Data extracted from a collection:

++++++++++

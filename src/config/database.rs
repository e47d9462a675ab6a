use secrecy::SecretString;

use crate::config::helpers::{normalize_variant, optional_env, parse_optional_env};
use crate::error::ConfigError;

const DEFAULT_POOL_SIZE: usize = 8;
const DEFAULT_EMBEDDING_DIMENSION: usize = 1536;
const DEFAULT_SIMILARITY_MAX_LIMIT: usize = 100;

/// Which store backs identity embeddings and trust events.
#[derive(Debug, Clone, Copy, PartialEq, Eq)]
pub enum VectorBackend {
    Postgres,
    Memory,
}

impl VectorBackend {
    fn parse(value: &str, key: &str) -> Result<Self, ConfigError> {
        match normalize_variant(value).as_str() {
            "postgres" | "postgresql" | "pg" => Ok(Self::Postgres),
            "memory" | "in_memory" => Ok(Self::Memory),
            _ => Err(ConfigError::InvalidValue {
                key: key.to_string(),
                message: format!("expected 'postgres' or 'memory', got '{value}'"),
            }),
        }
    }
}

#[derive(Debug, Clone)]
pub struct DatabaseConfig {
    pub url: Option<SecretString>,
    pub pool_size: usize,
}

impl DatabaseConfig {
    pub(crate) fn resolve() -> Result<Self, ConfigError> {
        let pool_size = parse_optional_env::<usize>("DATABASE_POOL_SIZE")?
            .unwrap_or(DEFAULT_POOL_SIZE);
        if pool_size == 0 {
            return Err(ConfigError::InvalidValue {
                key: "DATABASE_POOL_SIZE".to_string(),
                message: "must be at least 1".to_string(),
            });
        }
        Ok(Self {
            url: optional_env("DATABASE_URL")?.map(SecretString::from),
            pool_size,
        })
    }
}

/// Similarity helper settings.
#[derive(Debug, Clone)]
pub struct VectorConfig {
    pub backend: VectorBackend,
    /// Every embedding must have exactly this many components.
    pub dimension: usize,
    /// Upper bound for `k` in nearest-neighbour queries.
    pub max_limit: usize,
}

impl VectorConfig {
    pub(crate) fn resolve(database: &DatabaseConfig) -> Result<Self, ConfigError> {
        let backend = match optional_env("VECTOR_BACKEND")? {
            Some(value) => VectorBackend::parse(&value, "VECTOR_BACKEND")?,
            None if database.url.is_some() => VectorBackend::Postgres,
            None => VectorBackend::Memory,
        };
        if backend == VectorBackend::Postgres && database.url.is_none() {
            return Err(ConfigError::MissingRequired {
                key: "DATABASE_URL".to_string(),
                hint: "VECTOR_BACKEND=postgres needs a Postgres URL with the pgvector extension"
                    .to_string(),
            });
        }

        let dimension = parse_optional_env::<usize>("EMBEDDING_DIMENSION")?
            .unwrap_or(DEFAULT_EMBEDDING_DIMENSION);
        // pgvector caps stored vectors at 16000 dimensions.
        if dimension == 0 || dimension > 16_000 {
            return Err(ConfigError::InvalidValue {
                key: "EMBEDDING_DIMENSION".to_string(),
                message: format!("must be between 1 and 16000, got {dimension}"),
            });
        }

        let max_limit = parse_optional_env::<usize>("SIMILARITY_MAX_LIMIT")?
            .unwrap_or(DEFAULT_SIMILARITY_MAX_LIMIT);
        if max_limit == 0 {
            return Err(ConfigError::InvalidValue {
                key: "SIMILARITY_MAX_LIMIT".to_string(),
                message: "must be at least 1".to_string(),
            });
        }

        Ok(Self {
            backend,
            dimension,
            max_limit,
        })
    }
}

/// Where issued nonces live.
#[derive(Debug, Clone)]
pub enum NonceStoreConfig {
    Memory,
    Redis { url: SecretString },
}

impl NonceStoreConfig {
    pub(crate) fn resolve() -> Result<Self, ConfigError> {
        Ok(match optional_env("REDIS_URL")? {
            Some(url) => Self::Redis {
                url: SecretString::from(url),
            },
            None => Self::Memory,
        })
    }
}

++++++++++

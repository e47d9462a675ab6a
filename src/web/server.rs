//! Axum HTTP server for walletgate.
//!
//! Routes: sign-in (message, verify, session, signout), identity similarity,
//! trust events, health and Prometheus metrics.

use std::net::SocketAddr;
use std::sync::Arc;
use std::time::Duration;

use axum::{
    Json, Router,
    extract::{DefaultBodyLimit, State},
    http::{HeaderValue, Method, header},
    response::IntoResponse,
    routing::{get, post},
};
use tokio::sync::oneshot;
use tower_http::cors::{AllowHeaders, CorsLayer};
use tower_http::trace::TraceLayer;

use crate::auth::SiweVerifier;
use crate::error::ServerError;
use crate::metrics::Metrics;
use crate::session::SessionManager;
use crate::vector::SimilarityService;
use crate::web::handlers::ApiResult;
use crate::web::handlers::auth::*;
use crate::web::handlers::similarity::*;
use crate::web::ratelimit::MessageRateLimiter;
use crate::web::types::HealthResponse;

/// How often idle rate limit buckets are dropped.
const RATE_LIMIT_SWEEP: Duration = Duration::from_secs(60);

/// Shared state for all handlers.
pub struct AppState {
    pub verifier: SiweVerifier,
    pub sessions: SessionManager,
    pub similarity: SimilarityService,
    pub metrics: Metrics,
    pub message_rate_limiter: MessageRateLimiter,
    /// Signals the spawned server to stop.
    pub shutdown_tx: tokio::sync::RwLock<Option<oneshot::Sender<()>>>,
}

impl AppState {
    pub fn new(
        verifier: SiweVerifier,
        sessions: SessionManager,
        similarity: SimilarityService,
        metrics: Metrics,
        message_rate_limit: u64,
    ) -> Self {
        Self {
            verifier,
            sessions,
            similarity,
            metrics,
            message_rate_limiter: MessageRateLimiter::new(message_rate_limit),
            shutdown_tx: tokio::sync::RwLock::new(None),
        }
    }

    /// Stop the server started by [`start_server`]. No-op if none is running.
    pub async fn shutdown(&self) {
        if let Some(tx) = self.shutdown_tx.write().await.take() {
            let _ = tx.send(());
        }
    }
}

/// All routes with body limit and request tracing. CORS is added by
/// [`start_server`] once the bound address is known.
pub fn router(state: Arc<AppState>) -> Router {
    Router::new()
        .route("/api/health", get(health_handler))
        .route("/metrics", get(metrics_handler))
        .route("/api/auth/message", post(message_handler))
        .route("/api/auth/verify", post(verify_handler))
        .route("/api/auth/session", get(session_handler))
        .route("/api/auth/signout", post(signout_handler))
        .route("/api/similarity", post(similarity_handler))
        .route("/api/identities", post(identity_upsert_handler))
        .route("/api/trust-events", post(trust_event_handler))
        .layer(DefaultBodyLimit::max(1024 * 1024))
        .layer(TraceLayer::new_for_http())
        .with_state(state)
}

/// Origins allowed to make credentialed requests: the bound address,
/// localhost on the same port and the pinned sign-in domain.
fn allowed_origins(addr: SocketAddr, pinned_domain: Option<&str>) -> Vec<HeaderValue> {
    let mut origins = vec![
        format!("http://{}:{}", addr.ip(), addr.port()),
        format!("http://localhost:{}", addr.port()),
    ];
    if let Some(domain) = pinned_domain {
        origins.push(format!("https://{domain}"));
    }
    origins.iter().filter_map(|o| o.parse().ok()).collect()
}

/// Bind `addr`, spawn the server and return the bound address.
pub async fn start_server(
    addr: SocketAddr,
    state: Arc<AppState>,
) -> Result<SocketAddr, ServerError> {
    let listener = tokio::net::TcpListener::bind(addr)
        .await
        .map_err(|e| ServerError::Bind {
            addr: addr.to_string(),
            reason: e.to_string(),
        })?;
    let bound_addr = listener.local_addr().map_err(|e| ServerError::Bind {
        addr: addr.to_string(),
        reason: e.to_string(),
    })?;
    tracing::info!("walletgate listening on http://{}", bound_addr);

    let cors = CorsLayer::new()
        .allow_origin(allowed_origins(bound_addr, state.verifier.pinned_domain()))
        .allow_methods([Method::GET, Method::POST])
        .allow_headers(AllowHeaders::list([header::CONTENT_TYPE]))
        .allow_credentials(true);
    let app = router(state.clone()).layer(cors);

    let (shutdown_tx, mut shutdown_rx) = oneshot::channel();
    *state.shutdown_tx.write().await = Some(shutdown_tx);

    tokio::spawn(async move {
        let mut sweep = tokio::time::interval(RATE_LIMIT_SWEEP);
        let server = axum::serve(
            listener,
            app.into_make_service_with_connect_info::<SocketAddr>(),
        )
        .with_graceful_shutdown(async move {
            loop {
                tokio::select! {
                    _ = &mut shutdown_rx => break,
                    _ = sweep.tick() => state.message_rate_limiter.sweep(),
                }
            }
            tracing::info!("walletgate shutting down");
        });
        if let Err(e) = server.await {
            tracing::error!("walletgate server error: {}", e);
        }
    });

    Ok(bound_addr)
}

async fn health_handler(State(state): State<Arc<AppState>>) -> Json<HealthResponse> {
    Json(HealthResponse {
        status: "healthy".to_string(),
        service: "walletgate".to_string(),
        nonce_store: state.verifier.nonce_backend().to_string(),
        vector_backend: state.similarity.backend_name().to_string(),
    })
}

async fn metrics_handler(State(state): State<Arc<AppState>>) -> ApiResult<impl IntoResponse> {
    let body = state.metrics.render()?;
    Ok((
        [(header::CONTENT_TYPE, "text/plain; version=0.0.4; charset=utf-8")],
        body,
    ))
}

++++++++++

• _Task to complete_:
Find all the lines with "oneshot" in the data and copy them.

• _Result of the task_:
use tokio::sync::oneshot;
    pub shutdown_tx: tokio::sync::RwLock<Option<oneshot::Sender<()>>>,
    let (shutdown_tx, mut shutdown_rx) = oneshot::channel();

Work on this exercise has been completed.